Created attachment 109384 [details] tcpdump file in text format including the correct case
Created attachment 109385 [details] tcpdump in text format with the erroneous iscsi initiator behavior
Sorin, I have tested with over 60 LUNs and I can not reproduce this problem. I have attached a debug version of the driver. This will print lots of stuff in /var/log/messages. Hopefully it will uncover the problem on your system. This driver is built for 2.4.21-27.ELsmp. Please do the following: gunzip iscsi_sfnet.o.gz service iscsi stop rmmod iscsi_sfnet insmod iscsi_sfnet.o service iscsi start Check to see if all the LUNs are configured. You can re-test with "service iscsi restart" if needed. Post the results. Tom
Created attachment 109743 [details] debug driver
Created attachment 110229 [details] This includes 2 files: iscsi-ls.1 and iscsi_messages.1
After several additional tests, using the proposed debuging tools, I hope I was able understand in what cases the error shows. First I tried to use the same setup as Tom using Celerra target with 40 LUNs and I was not able to reproduce the problem. Then I used iscsi-ls -l in order to see that all the LUNs were discovered and I realized that the Cisco iSCSI switch has a different behavior than Celerra. When conncting to the Cisco MDS switch the iscsi-ls -l shows that there are 2 targets (see the attached file) while Celerra had only one. The missing LUNs were on one or the other of the targets. In the attached log file iscsi-ls.1 there were suposed to be 52 LUNs (26 on each target) and the log shows that there are only 27 on both targets. Attached as well is the /var/log/messages ections for different tests such as: 1. sequence service iscsi stop rmmod iscsi_sfnet insmod iscsi_sfnet.o service iscsi start 2. service iscsi restart, 3. service iscsi reload as marked in the second file iscsi_messages.1 which only capture the iscsi commands and debug information. This is where I am today. I am planning to simulate the MDS behavior on the Celerra to see if I can reproduce the problem without using the Cisco MDS iscsi bridge/switc
Sorin, The attached log was not generated by the debug version of the iscsi driver that I posted. Please re-try your test with the debug driver. It should provide the information we need. Also, the attached log does not show any LUNs being configured at all. I thought that ~half the LUNs were working okay. Is this so? Any idea why the don't show up in the log? Tom
Created attachment 110521 [details] New Debug data using iscsi_sfnet.o patch Debug data
On the Celerra, the driver is configuring LUNs 0-7. This is because the Report LUNs command is failing. From the log: Feb 1 13:56:50 localhost kernel: iSCSI: session c2384000 REPORT_LUNS failed, falling back to INQUIRY When the driver fails back to sending Inquiry, it will only attempt to configure LUNs 0-7. From the code: /* if REPORT_LUNS failed, then either it's a SCSI-2 device * that doesn't understand the command, or it's a SCSI-3 * device that only has one LUN and decided not to implement * REPORT_LUNS. In either case, we're safe just probing LUNs * 0-7 with INQUIRY, since SCSI-2 can't have more than 8 LUNs, * and SCSI-3 should do REPORT_LUNS if it has more than 1 LUN. */ Now I know the Celerra is capable of doing Report LUNs. Do you have any idea why it is failing on your system? This is a different scenario than the original report, where Report LUNs was working, but it was not getting the full list of LUNs. Can you re-run the packet trace, so we can see why the Report LUNs is failing? If not, I can give you another debug driver that will trace this area in more detail. On the MDS, the Report LUN command is working. I see 52 Clariion LUNs being configured, 29 on target 4 and 23 on target 5. Is this not correct?

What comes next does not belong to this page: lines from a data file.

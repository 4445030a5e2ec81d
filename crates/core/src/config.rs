//! Session configuration.

use crate::rng::RandomizerKind;
use crate::types::{
    DEFAULT_MAX_SWAPS, HOLD_DELAY_MS, HORIZONTAL_REPEAT_MS, MAX_LEVEL, SPEED_BONUS_MAX,
    VERTICAL_REPEAT_MS,
};

/// Rules and timing for one game session.
#[derive(Debug, Clone, Copy, PartialEq, Eq)]
pub struct SessionConfig {
    /// Randomizer seed; the same seed replays the same piece sequence.
    pub seed: u32,
    /// Level the session starts at (clamped to 0..=9).
    pub starting_level: u8,
    /// Level follows the line total from zero instead of waiting for it to
    /// pass `starting_level`.
    pub start_at_level_zero: bool,
    /// Hold swaps allowed per piece lifetime.
    pub max_swaps: u8,
    /// Starting speed bonus for each piece.
    pub speed_bonus_max: u32,
    pub horizontal_repeat_ms: u32,
    pub vertical_repeat_ms: u32,
    /// Held-key wait before auto-repeat starts.
    pub hold_delay_ms: u32,
    /// Whether a blocked hold still uses up one of the swaps.
    pub charge_failed_swaps: bool,
    pub randomizer: RandomizerKind,
}

impl SessionConfig {
    pub fn with_seed(seed: u32) -> Self {
        Self {
            seed,
            ..Self::default()
        }
    }

    /// Starting level clamped into range.
    pub fn starting_level(&self) -> u8 {
        self.starting_level.min(MAX_LEVEL)
    }
}

impl Default for SessionConfig {
    fn default() -> Self {
        Self {
            seed: 1,
            starting_level: 0,
            start_at_level_zero: false,
            max_swaps: DEFAULT_MAX_SWAPS,
            speed_bonus_max: SPEED_BONUS_MAX,
            horizontal_repeat_ms: HORIZONTAL_REPEAT_MS,
            vertical_repeat_ms: VERTICAL_REPEAT_MS,
            hold_delay_ms: HOLD_DELAY_MS,
            charge_failed_swaps: false,
            randomizer: RandomizerKind::Uniform,
        }
    }
}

Tom - I believe the REPORT_LUNs failing and only the first 8 LUNs being reported for the Celerra has to do with Bugzilla #130365. I don't have access to a Celerra though to confirm it's reporting in /proc. Sorin - would you please refer to Bugzilla #130365? Thanks,
As I said in Bugzilla #130365, the 2.4 Cisco iSCSI driver ignores the SCSI midlayer whitelist. So adding Celerra to the whitelist will not make any difference. The code comment in #9 above is straight from the Cisco iSCSI driver, indicating that the driver will only scan LUNs 0-7. The midlayer scanning is ignored. In fact, the 2.4 SCSI midlayer does not issue the Report LUNs command at all. This is only done by the iSCSI driver. The critical question is why Report LUNs fails on Sorin's Celerra, and not on the one here at Red Hat.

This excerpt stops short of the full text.